15) The company reserve the right to claim back from the buyer any bank charges resulting from returned payments from the bank/ building society in addition if a buyer fails to make a payment then without prejudice to any other rights the company shall be entitled to charge the buyer interest (both before and after judgement) on the amount unpaid 2% above HSBC bank plc base rate until the payment and interest has been paid in full.
16) Suggested delivery dates and promises of delivery are made in good faith and every effort will be made to keep delivery dates given but time and place of delivery shall not be of the essence of this contract and the seller shall not be liable for any loss due to delay or failure to deliver.
17) The buyer is required to notify the company of any shortage, damaged goods, non arrival or other discrepancy within 3 days.
18) Where delivery is effected to the buyers own delivery contractor, loss or damage in transit claims should be made directly to the carrier.
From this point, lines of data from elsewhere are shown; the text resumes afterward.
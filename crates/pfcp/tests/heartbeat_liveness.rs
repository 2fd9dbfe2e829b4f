// SPDX-License-Identifier: Apache-2.0 OR MIT
// Copyright (c) 2025-2026 naskel.com

//! Heartbeat synthesis, peer failure, and restart detection, end to end
//! against a scripted UDP peer.

mod common;

use common::{secs_ts, start_stack, Peer, Seen, TestTranslator};
use pfcp::proto;
use pfcp::{Config, RemoteNodeState};
use std::time::Duration;

fn quick_cfg() -> Config {
    Config {
        t1_ms: 100,
        heartbeat_t1_ms: 100,
        n1: 2,
        heartbeat_n1: 3,
        len_activity_wnd_ms: 100,
        nbr_activity_wnds: 3,
        ..Config::default()
    }
}

#[test]
fn test_heartbeat_success_keeps_peer_started() {
    let h = start_stack(quick_cfg());
    let ln = h.local_node();
    let peer = Peer::bind();

    let rn = ln
        .create_remote_node(peer.addr().ip(), peer.addr().port())
        .expect("remote node should be created");

    // the peer is silent: after a full silent rotation (~300 ms) a
    // Heartbeat Request must appear on the wire
    let (hdr, body, from) = peer.recv(Duration::from_secs(2)).expect("heartbeat request");
    assert_eq!(hdr.msg_type, proto::HEARTBEAT_REQ);
    assert_eq!(body.len(), 8, "recovery timestamp body");

    // reply within the retransmit interval, echoing the first-seen value
    let mut raw = [0u8; 8];
    raw.copy_from_slice(&body[..8]);
    peer.send_heartbeat_rsp(from, hdr.seq_nbr, secs_ts(u64::from_be_bytes(raw)));

    // no restart, no failure (window kept short of the next liveness check)
    h.assert_quiet(Duration::from_millis(250), |seen| {
        matches!(seen, Seen::Restart(..))
            || matches!(
                seen,
                Seen::RemoteState(_, _, RemoteNodeState::Failed | RemoteNodeState::Restarted)
            )
    });
    assert_eq!(rn.state(), RemoteNodeState::Started);

    let stats = rn.stats().message(proto::HEARTBEAT_REQ).expect("heartbeat stats entry");
    assert_eq!(stats.sent()[0], 1, "one first-attempt heartbeat");
    assert_eq!(rn.stats().message(proto::HEARTBEAT_RSP).map(|m| m.received()), Some(1));
}

#[test]
fn test_unresponsive_peer_transitions_to_failed() {
    let h = start_stack(quick_cfg());
    let ln = h.local_node();
    let peer = Peer::bind();

    let rn = ln
        .create_remote_node(peer.addr().ip(), peer.addr().port())
        .expect("remote node should be created");

    // heartbeat_n1 = 3 attempts, then Failed (~600 ms in)
    let seen = h
        .wait_for(Duration::from_secs(3), |seen| {
            matches!(seen, Seen::RemoteState(_, _, RemoteNodeState::Failed))
        })
        .expect("peer should be declared Failed");
    if let Seen::RemoteState(_, old, _) = seen {
        assert_eq!(old, RemoteNodeState::Started);
    }
    assert_eq!(rn.state(), RemoteNodeState::Failed);

    // the heartbeat itself must not surface a request timeout
    h.assert_quiet(Duration::from_millis(300), |seen| matches!(seen, Seen::Timeout(_)));

    // all attempts carried the same sequence number
    let msgs = peer.drain(Duration::from_millis(200));
    let heartbeats: Vec<_> =
        msgs.iter().filter(|(hdr, _)| hdr.msg_type == proto::HEARTBEAT_REQ).collect();
    assert!(!heartbeats.is_empty());
    let attempts = rn.stats().message(proto::HEARTBEAT_REQ).expect("stats entry").sent();
    assert_eq!(attempts, vec![1, 1, 1], "original plus two retransmits");
}

#[test]
fn test_newer_recovery_timestamp_is_a_restart() {
    let mut cfg = quick_cfg();
    cfg.len_activity_wnd_ms = 50;
    let h = start_stack(cfg);
    let ln = h.local_node();
    let peer = Peer::bind();

    let rn = ln
        .create_remote_node(peer.addr().ip(), peer.addr().port())
        .expect("remote node should be created");

    // first heartbeat records the peer's start time silently
    let (hdr, _, from) = peer.recv(Duration::from_secs(2)).expect("first heartbeat");
    let t0 = secs_ts(1_700_000_000);
    peer.send_heartbeat_rsp(from, hdr.seq_nbr, t0);

    h.assert_quiet(Duration::from_millis(200), |seen| matches!(seen, Seen::Restart(..)));
    assert_eq!(rn.state(), RemoteNodeState::Started);

    // the next heartbeat response reports a newer start time
    let (hdr, _, from) = peer.recv(Duration::from_secs(2)).expect("second heartbeat");
    let t1 = secs_ts(1_700_000_060);
    peer.send_heartbeat_rsp(from, hdr.seq_nbr, t1);

    let seen = h
        .wait_for(Duration::from_secs(2), |seen| matches!(seen, Seen::Restart(..)))
        .expect("restart must be surfaced");
    if let Seen::Restart(_, restart_time) = seen {
        assert_eq!(restart_time, t1, "event carries the new timestamp");
    }
    assert_eq!(rn.state(), RemoteNodeState::Restarted);
    assert_eq!(rn.start_time(), Some(t1));
}

#[test]
fn test_inbound_heartbeat_request_is_answered() {
    // an unknown sender is auto-created and addressed on the configured
    // port, so the scripted peer must own that port
    let peer = Peer::bind();
    let mut cfg = quick_cfg();
    cfg.port = peer.addr().port();
    let h = start_stack(cfg);
    let ln = h.local_node();

    peer.send_heartbeat_req(ln.addr(), 11, secs_ts(1_600_000_000));

    let (hdr, body, _) = peer.recv(Duration::from_secs(2)).expect("heartbeat response");
    assert_eq!(hdr.msg_type, proto::HEARTBEAT_RSP);
    assert_eq!(hdr.seq_nbr, 11);

    // the response carries this node's recovery timestamp
    let mut raw = [0u8; 8];
    raw.copy_from_slice(&body[..8]);
    assert_eq!(u64::from_be_bytes(raw), common::ts_secs(ln.start_time()));

    // a second request with a newer stamp is both answered and a restart
    peer.send_heartbeat_req(ln.addr(), 12, secs_ts(1_600_000_050));
    let (hdr, _, _) = peer.recv(Duration::from_secs(2)).expect("second heartbeat response");
    assert_eq!(hdr.seq_nbr, 12);

    let seen = h
        .wait_for(Duration::from_secs(2), |seen| matches!(seen, Seen::Restart(..)))
        .expect("restart from heartbeat request");
    if let Seen::Restart(rn, restart_time) = seen {
        assert_eq!(restart_time, secs_ts(1_600_000_050));
        assert_eq!(rn.state(), RemoteNodeState::Restarted);
    }
}

#[test]
fn test_translator_roundtrips_heartbeat_bodies() {
    // the codec contract consumed by the liveness machinery
    use pfcp::Translator;
    let translator = TestTranslator;
    assert!(translator.is_version_supported(1));
    assert!(!translator.is_version_supported(2));

    let wire = pfcp::proto::Header::node(proto::HEARTBEAT_REQ, 77).encode(&1234u64.to_be_bytes());
    let info = translator.get_msg_info(&wire).expect("header info");
    assert!(info.is_req);
    assert_eq!(info.msg_type, proto::HEARTBEAT_REQ);
    assert_eq!(info.seq_nbr, 77);
    assert_eq!(info.msg_class, pfcp::MsgClass::Node);
}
The company shall assist purchasers in making their claims.
19) Goods ordered in error by the buyer may be returned within 7 days of the despatch date provided
a. the goods are in saleable condition i.e. the goods are in their original packaging (without having been installed or used) and with all relevant seals and closures intact.
b. the company is notified of the discrepancies within 3 days of the despatch date.
c. Special orders will not be eligible for return.
20) This agreement shall be interpreted in accordance with English and Welsh law and industry and custom practice, English and Welsh courts shall have sole jurisdiction in respect of any dispute arising there from. In respect of internet sales, jurisdiction or the agreement shall be with English and Welsh law and it shall be deemed that any agreement is made in Gwynedd, North Wales irrespective of any rule of contract dictating otherwise.